Ginkgo biloba: Ginkgo biloba is the last member of the Ginkgoaceae family, which grew on earth some 200 to 250 million years ago. The plant leaves contain unique polyphenols including in terpenoids (ginkgolides, bilobalides), flavonoids, and flavonol glycosides with anti-inflammatory effects. In experimental fibroblast models, the antiradical and antilipoperoxidant effects have been demonstrated to associate with the anti-inflammatory effects . Furthermore, Ginkgo flavonoid fractions such as quercetin, kaempferol, sciadopitysin, ginkgetin, and isoginkgetin have been shown to induce human skin fibroblast proliferation in vitro [52,53]. Thus, ginkgo extracts are applied to many cosmeceuticals as antioxidants and promoters of collagen synthesis after resurfacing based on nonhuman models of oxidative damage.

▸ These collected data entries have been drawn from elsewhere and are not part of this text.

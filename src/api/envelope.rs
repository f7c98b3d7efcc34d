//! The request envelope and the wire encoding on both sides of it.

use super::DirectError;
use crate::{config::Credentials, oauth::AccessToken};
use serde::Serialize;
use serde_json::Value;
use tracing::debug;
use unicode_normalization::{is_nfc, UnicodeNormalization};

/// The body of every API request.
///
/// Fields are serialized in declaration order, which is also the order the API documents.
#[derive(Debug, Clone, PartialEq, Serialize)]
pub struct RequestEnvelope {
    pub method: String,
    pub param: Value,
    pub locale: String,
    pub application_id: String,
    /// Serialized as `null` when we have no token yet; the API will reject the call itself.
    pub token: Option<AccessToken>,
}

impl RequestEnvelope {
    /// Builds a fresh envelope, normalizing every string within `param`.
    pub fn new(
        method: impl Into<String>,
        param: Value,
        credentials: &Credentials,
        token: Option<&AccessToken>,
    ) -> Self {
        Self {
            method: method.into(),
            param: normalize(param),
            locale: credentials.locale.clone(),
            application_id: credentials.client_id.clone(),
            token: token.cloned(),
        }
    }

    /// Serializes this envelope to its wire form.
    pub fn encode(&self) -> Result<String, DirectError> {
        serde_json::to_string(self).map_err(DirectError::Encode)
    }
}

/// Brings every string leaf into Unicode Normalization Form C.
///
/// Arrays and object values are recursed into; object keys, numbers,
/// booleans and null are left alone. Normalizing twice changes nothing.
pub fn normalize(value: Value) -> Value {
    match value {
        Value::String(text) if is_nfc(&text) => Value::String(text),
        Value::String(text) => Value::String(text.nfc().collect()),
        Value::Array(items) => Value::Array(items.into_iter().map(normalize).collect()),
        Value::Object(fields) => Value::Object(
            fields
                .into_iter()
                .map(|(key, value)| (key, normalize(value)))
                .collect(),
        ),
        other => other,
    }
}

/// Parses a raw response body.
///
/// Returns `None` when there is nothing usable: an empty body, one that
/// isn't JSON, or a literal `null`. Empty objects and arrays are still
/// responses, and are returned as such.
pub fn decode(body: &[u8]) -> Option<Value> {
    if body.iter().all(u8::is_ascii_whitespace) {
        debug!("response body was empty");
        return None;
    }

    match serde_json::from_slice(body) {
        Ok(Value::Null) => None,
        Ok(value) => Some(value),
        Err(error) => {
            debug!(%error, "unable to parse response body");
            None
        }
    }
}

#[cfg(test)]
mod tests {
    use super::*;
    use serde_json::json;

    fn credentials() -> Credentials {
        Credentials {
            client_id: "app-id".to_string(),
            client_secret: "secret".to_string(),
            locale: "en".to_string(),
            use_sandbox: false,
        }
    }

    #[test]
    fn envelope_serializes_in_wire_order() {
        let token = AccessToken::new("token");
        let envelope = RequestEnvelope::new(
            "GetBalance",
            json!([123, 456]),
            &credentials(),
            Some(&token),
        );

        assert_eq!(
            envelope.encode().unwrap(),
            r#"{"method":"GetBalance","param":[123,456],"locale":"en","application_id":"app-id","token":"token"}"#
        );
    }

    #[test]
    fn missing_token_is_null() {
        let envelope = RequestEnvelope::new("PingAPI", json!({}), &credentials(), None);
        let encoded: Value = serde_json::from_str(&envelope.encode().unwrap()).unwrap();
        assert_eq!(encoded["token"], Value::Null);
    }

    #[test]
    fn normalize_composes_nested_strings() {
        // "Кампания" with a decomposed "й" (и + combining breve), and a decomposed "é".
        let decomposed = json!({
            "Name": "Кампани\u{0438}\u{0306}",
            "Phrases": [{"Phrase": "cafe\u{0301}"}],
            "Limit": 10
        });

        let normalized = normalize(decomposed);
        assert_eq!(normalized["Name"], "Кампаний");
        assert_eq!(normalized["Phrases"][0]["Phrase"], "café");
        assert_eq!(normalized["Limit"], 10);
    }

    #[test]
    fn normalize_is_idempotent_and_ignores_scalars() {
        let value = json!({
            "text": "cafe\u{0301}",
            "number": 1.5,
            "flag": true,
            "nothing": null,
            "list": ["a", 2, false]
        });

        let once = normalize(value);
        let twice = normalize(once.clone());
        assert_eq!(once, twice);

        for scalar in [json!(42), json!(-0.25), json!(true), Value::Null] {
            assert_eq!(normalize(scalar.clone()), scalar);
        }
    }

    #[test]
    fn only_param_is_normalized() {
        let mut credentials = credentials();
        credentials.locale = "e\u{0301}".to_string();
        let envelope = RequestEnvelope::new("X", json!(["e\u{0301}"]), &credentials, None);
        assert_eq!(envelope.param, json!(["é"]));
        assert_eq!(envelope.locale, "e\u{0301}");
    }

    #[test]
    fn decode_distinguishes_empty_bodies_from_empty_containers() {
        assert_eq!(decode(b""), None);
        assert_eq!(decode(b"  \n"), None);
        assert_eq!(decode(b"<html>Bad Gateway</html>"), None);
        assert_eq!(decode(b"null"), None);

        assert_eq!(decode(b"{}"), Some(json!({})));
        assert_eq!(decode(b"[]"), Some(json!([])));
        assert_eq!(
            decode(br#"{"data": {"Balance": 1}}"#),
            Some(json!({"data": {"Balance": 1}}))
        );
    }
}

Green tea: Green tea originates in China and has been consumed as a popular beverage in Asia for many years. It recently has gained great popularity in the West resulted from its antioxidant and anticarcinogenic effects . Green tea is derived from the Camellia sinensis plant through special preparation of the tea leaves in the short steaming and no fermentation situation which preserve the antioxidant activities of polyphenols. The active ingredients identified in the leaves are flavanols, commonly known as catechins consists of four major polyphenolic catechins [55,56]. (-)Epigallocatechin-3-Ogallate (EGCG) is the most abundant and biologically active component, and is mainly responsible for the antioxidant effects, down-regulate UV-induced expression of AP-1 and NF-kB, as well as suppress metalloproteinase [57-60].
In human skin, the photoprotective effects of polyphenols have been demonstrated to decrease in UV-induced erythema, a decline in the number of sunburn cells, protection of epidermal Langerhans cells and decrease in DNA damage . The molecular mechanisms involved in Ras and activator protein-1, both of which are a part of the mitogen-activated protein kinase pathway . In addition, EGCG has been shown to reduce interleukin-10 production and increase interleukin-12 production, two major cytokines mediating UV-induced immunosuppression, thus reducing UV-induced immunosuppression . Meanwhile, the augmentation of interleukin-12 further leads to increase synthesis of enzymes repairing UV-induced DNA damage . EGCG also seems to reduce collagen degradation, which leads to photodamage by down-regulating the UV-induced expression of activator protein-1, nuclear factor-κB and the suppression of metalloproteinases . Green tea polyphenols administered orally pre-exposure were shown to inhibit UV-B-induced protein oxidation and expression of matrix-degrading matrix metalloproteinases in vivo . These data support the role of green tea polyphenols as a potent antiphotoaging compound. Meanwhile, the over-the-counter skin care products of green tea are included in shower gels, toothpastes, depilatories, shampoos, perfumes, and popular soft drinks.
Botanical skin-soothing agents
Aloesin: Aloesin is a C-glycosylated chromone derived from Aloe vera . It acts as a competitive tyrosinase inhibitor, reducing both the hydroxylation of tyrosine to dihydroxyphenylalanine and oxidation of dihydroxyphenylalanine to dopachinone . Aloesin showed a dose dependent decrease in tyrosinase activity in cultured normal melanocytes . When administered four times a day for 15 days for hyperpigmentation in human skin after UV radiation, aloesin suppressed pigmentation by 34% compared with the control .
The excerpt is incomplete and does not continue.